PHILADELPHIA, Pennsylvania (CNN) -- For those who live in cities where potholes dot the streets like craters dot the moon, hope may be on the way.

Work ahead

Civil engineers at Philadelphia's Drexel University are researching ways to build the roads of tomorrow better.

New composite materials of carbon and high-tech fibers could replace steel reinforcement rods in roads and bridges, eliminating much of road deterioration caused by rusting steel.

Instead of today's asphalt or concrete surfaces, future highways could be coated with durable new water-resistant coatings, making potholes a thing of the past. Some of today's better-built bridges already practice these solutions by putting tension on paving sections, which keeps water out.

"It's an engineering solution, not a scientific solution," says Joseph Martin at Drexel University.

Road working

However, the fight to improve potholes is nothing new. Our colonial forefathers were constantly patching roads. In fact, it's believed the first potholes date back to Roman times, when potters dug up hunks from the clay roads -- hence the name.

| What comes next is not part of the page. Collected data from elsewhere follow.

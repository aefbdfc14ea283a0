//! HTTP client for the waitlist endpoint

use std::sync::atomic::{AtomicBool, Ordering};

use serde::Deserialize;
use shared_types::{WaitlistEntry, WaitlistResponse};
use url::Url;

use crate::error::{ClientError, GENERIC_FAILURE};
use crate::form::WaitlistForm;

const WAITLIST_PATH: &str = "api/waitlist";

#[derive(Debug, Deserialize)]
struct FailureBody {
    #[serde(default)]
    error: Option<String>,
}

/// Clears the busy flag when the submission finishes, however it ends
struct BusyGuard<'a>(&'a AtomicBool);

impl Drop for BusyGuard<'_> {
    fn drop(&mut self) {
        self.0.store(false, Ordering::Release);
    }
}

#[derive(Debug)]
pub struct WaitlistClient {
    http: reqwest::Client,
    endpoint: Url,
    busy: AtomicBool,
}

impl WaitlistClient {
    /// `base_url` is the site origin, e.g. `https://complianceiq.example`
    pub fn new(base_url: &str) -> Result<Self, ClientError> {
        Self::with_client(reqwest::Client::new(), base_url)
    }

    pub fn with_client(http: reqwest::Client, base_url: &str) -> Result<Self, ClientError> {
        let mut base = Url::parse(base_url)?;
        if !base.path().ends_with('/') {
            let path = format!("{}/", base.path());
            base.set_path(&path);
        }
        Ok(Self {
            http,
            endpoint: base.join(WAITLIST_PATH)?,
            busy: AtomicBool::new(false),
        })
    }

    pub fn endpoint(&self) -> &Url {
        &self.endpoint
    }

    /// True while a submission is in flight
    pub fn is_submitting(&self) -> bool {
        self.busy.load(Ordering::Acquire)
    }

    /// Send one entry. Never retried.
    pub async fn submit(&self, entry: &WaitlistEntry) -> Result<WaitlistResponse, ClientError> {
        if entry.email.is_empty() {
            return Err(ClientError::EmailRequired);
        }
        if self
            .busy
            .compare_exchange(false, true, Ordering::AcqRel, Ordering::Acquire)
            .is_err()
        {
            return Err(ClientError::SubmissionInProgress);
        }
        let _guard = BusyGuard(&self.busy);

        tracing::debug!(endpoint = %self.endpoint, "Submitting waitlist entry");
        let result = self.send(entry).await;
        match &result {
            Ok(_) => tracing::info!("Joined waitlist"),
            Err(e) => tracing::warn!(error = %e, "Waitlist submission failed"),
        }
        result
    }

    /// Submit the form's entry and mark the form done on success.
    /// A form is sent at most once.
    pub async fn submit_form(&self, form: &mut WaitlistForm) -> Result<WaitlistResponse, ClientError> {
        if form.is_submitted() {
            return Err(ClientError::AlreadySubmitted);
        }
        let entry = form.to_entry()?;
        let response = self.submit(&entry).await?;
        form.mark_submitted();
        Ok(response)
    }

    async fn send(&self, entry: &WaitlistEntry) -> Result<WaitlistResponse, ClientError> {
        let response = self.http.post(self.endpoint.clone()).json(entry).send().await?;
        let status = response.status();

        if status.is_success() {
            return Ok(response.json::<WaitlistResponse>().await?);
        }

        let body = response.text().await?;
        let message = serde_json::from_str::<FailureBody>(&body)
            .ok()
            .and_then(|b| b.error)
            .filter(|m| !m.is_empty())
            .unwrap_or_else(|| GENERIC_FAILURE.to_string());

        Err(ClientError::Rejected {
            status: status.as_u16(),
            message,
        })
    }
}

#[cfg(test)]
mod tests {
    use super::*;

    #[test]
    fn test_endpoint_from_origin() {
        let client = WaitlistClient::new("https://complianceiq.example").unwrap();
        assert_eq!(
            client.endpoint().as_str(),
            "https://complianceiq.example/api/waitlist"
        );
    }

    #[test]
    fn test_endpoint_keeps_mount_path() {
        let client = WaitlistClient::new("http://localhost:3000/preview").unwrap();
        assert_eq!(
            client.endpoint().as_str(),
            "http://localhost:3000/preview/api/waitlist"
        );
    }

    #[test]
    fn test_invalid_base_url() {
        assert!(matches!(
            WaitlistClient::new("localhost"),
            Err(ClientError::InvalidUrl(_))
        ));
    }

    #[test]
    fn test_idle_client_is_not_submitting() {
        let client = WaitlistClient::new("http://localhost:3000").unwrap();
        assert!(!client.is_submitting());
    }
}
//! Log of submissions accepted while the waitlist table is missing
//!
//! Each deferred submission is written as a structured `tracing` event with
//! its timestamp. When a path is configured the same record is appended as
//! one JSON line, so the entries can be replayed once the table exists.

use std::path::PathBuf;

use chrono::Utc;
use serde::Serialize;
use shared_types::WaitlistEntry;
use tokio::io::AsyncWriteExt;
use tokio::sync::Mutex;

#[derive(Debug, Serialize)]
struct FallbackRecord<'a> {
    #[serde(flatten)]
    entry: &'a WaitlistEntry,
    timestamp: String,
}

#[derive(Debug, Default)]
pub struct FallbackLog {
    path: Option<PathBuf>,
    write_lock: Mutex<()>,
}

impl FallbackLog {
    /// Log to `tracing` only
    pub fn new() -> Self {
        Self::default()
    }

    /// Also append JSON lines to `path`
    pub fn with_file(path: impl Into<PathBuf>) -> Self {
        Self {
            path: Some(path.into()),
            write_lock: Mutex::new(()),
        }
    }

    pub fn path(&self) -> Option<&PathBuf> {
        self.path.as_ref()
    }

    pub async fn record(&self, entry: &WaitlistEntry) -> std::io::Result<()> {
        let record = FallbackRecord {
            entry,
            timestamp: Utc::now().to_rfc3339(),
        };

        tracing::warn!(
            email = %entry.email,
            company_name = ?entry.company_name,
            business_type = ?entry.business_type,
            company_size = ?entry.company_size,
            current_compliance_challenges = ?entry.current_compliance_challenges,
            timestamp = %record.timestamp,
            "Waitlist submission (table needs to be created)"
        );

        let Some(path) = &self.path else {
            return Ok(());
        };

        let mut line = serde_json::to_vec(&record)?;
        line.push(b'\n');

        let _guard = self.write_lock.lock().await;
        let mut file = tokio::fs::OpenOptions::new()
            .create(true)
            .append(true)
            .open(path)
            .await?;
        file.write_all(&line).await?;
        file.flush().await?;
        Ok(())
    }
}
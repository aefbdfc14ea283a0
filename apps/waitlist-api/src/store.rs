//! Waitlist persistence
//!
//! The handler talks to a [`WaitlistStore`]. The production implementation
//! inserts through the hosted store's PostgREST interface; tests swap in an
//! in-memory one.

use std::time::Duration;

use async_trait::async_trait;
use reqwest::header::{HeaderMap, HeaderValue, AUTHORIZATION};
use serde::Deserialize;
use shared_types::WaitlistEntry;
use thiserror::Error;
use url::Url;

use crate::config::{ConfigError, StoreConfig};

/// Postgres SQLSTATE for "undefined table"
const UNDEFINED_TABLE: &str = "42P01";

#[derive(Debug, Error)]
pub enum StoreError {
    /// The store answered with an error body
    #[error("{message}")]
    Rejected {
        status: u16,
        code: Option<String>,
        message: String,
    },

    #[error("Store request failed: {0}")]
    Http(#[from] reqwest::Error),

    #[error("Unexpected store response: {0}")]
    Decode(String),
}

impl StoreError {
    /// The waitlist table does not exist yet
    pub fn is_missing_table(&self) -> bool {
        match self {
            StoreError::Rejected { code, message, .. } => {
                code.as_deref() == Some(UNDEFINED_TABLE)
                    || (message.contains("relation") && message.contains("does not exist"))
            }
            _ => false,
        }
    }
}

#[async_trait]
pub trait WaitlistStore: Send + Sync {
    /// Insert one entry. Returns the inserted rows when the store echoes them.
    async fn insert(&self, entry: &WaitlistEntry) -> Result<Option<serde_json::Value>, StoreError>;
}

/// PostgREST error body
#[derive(Debug, Deserialize)]
struct PostgrestError {
    #[serde(default)]
    code: Option<String>,
    #[serde(default)]
    message: Option<String>,
    #[serde(default)]
    details: Option<String>,
    #[serde(default)]
    hint: Option<String>,
}

/// Hosted-store client for the waitlist table
#[derive(Debug, Clone)]
pub struct SupabaseStore {
    http: reqwest::Client,
    endpoint: Url,
}

impl SupabaseStore {
    pub fn new(config: &StoreConfig) -> Result<Self, StoreBuildError> {
        let endpoint = config.table_endpoint()?;

        let mut headers = HeaderMap::new();
        let key = HeaderValue::from_str(&config.anon_key).map_err(|_| StoreBuildError::InvalidKey)?;
        let bearer = HeaderValue::from_str(&format!("Bearer {}", config.anon_key))
            .map_err(|_| StoreBuildError::InvalidKey)?;
        headers.insert("apikey", key);
        headers.insert(AUTHORIZATION, bearer);
        headers.insert("Prefer", HeaderValue::from_static("return=representation"));

        let http = reqwest::Client::builder()
            .timeout(Duration::from_secs(config.timeout_secs))
            .default_headers(headers)
            .build()?;

        Ok(Self { http, endpoint })
    }

    pub fn endpoint(&self) -> &Url {
        &self.endpoint
    }
}

#[async_trait]
impl WaitlistStore for SupabaseStore {
    async fn insert(&self, entry: &WaitlistEntry) -> Result<Option<serde_json::Value>, StoreError> {
        tracing::debug!("Inserting waitlist entry into {}", self.endpoint);

        let response = self
            .http
            .post(self.endpoint.clone())
            .json(&[entry])
            .send()
            .await?;

        let status = response.status();
        let body = response.text().await?;

        if status.is_success() {
            if body.trim().is_empty() {
                return Ok(None);
            }
            let rows = serde_json::from_str(&body).map_err(|e| StoreError::Decode(e.to_string()))?;
            return Ok(Some(rows));
        }

        let parsed = serde_json::from_str::<PostgrestError>(&body);
        let (code, message) = match parsed {
            Ok(err) => {
                tracing::debug!(
                    code = ?err.code,
                    details = ?err.details,
                    hint = ?err.hint,
                    "Store rejected insert"
                );
                let message = err
                    .message
                    .unwrap_or_else(|| status.canonical_reason().unwrap_or("Store error").to_string());
                (err.code, message)
            }
            Err(_) if !body.trim().is_empty() => (None, body),
            Err(_) => (
                None,
                status.canonical_reason().unwrap_or("Store error").to_string(),
            ),
        };

        Err(StoreError::Rejected {
            status: status.as_u16(),
            code,
            message,
        })
    }
}

#[derive(Debug, Error)]
pub enum StoreBuildError {
    #[error(transparent)]
    Config(#[from] ConfigError),

    #[error("store key contains characters not allowed in a header")]
    InvalidKey,

    #[error("failed to build HTTP client: {0}")]
    Client(#[from] reqwest::Error),
}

Many of today's potholes are caused by water that seeps through the pavement, then expands as it freezes, breaking up the road, explains engineer Daniel Clark.

Drexel's Martin is convinced engineers already have the basic technology needed to build tomorrow's better roads.

However, Martin estimates the improved roads cost about 20 percent more to build, which is a lot of money in the increasingly tight budgets of most highway planners.

But until that future date when motorists are willing to pay more for fewer potholes, or some engineer comes up with a low-cost, pothole-free road, street crews will keep on patching -- and motorists will keep on grumbling.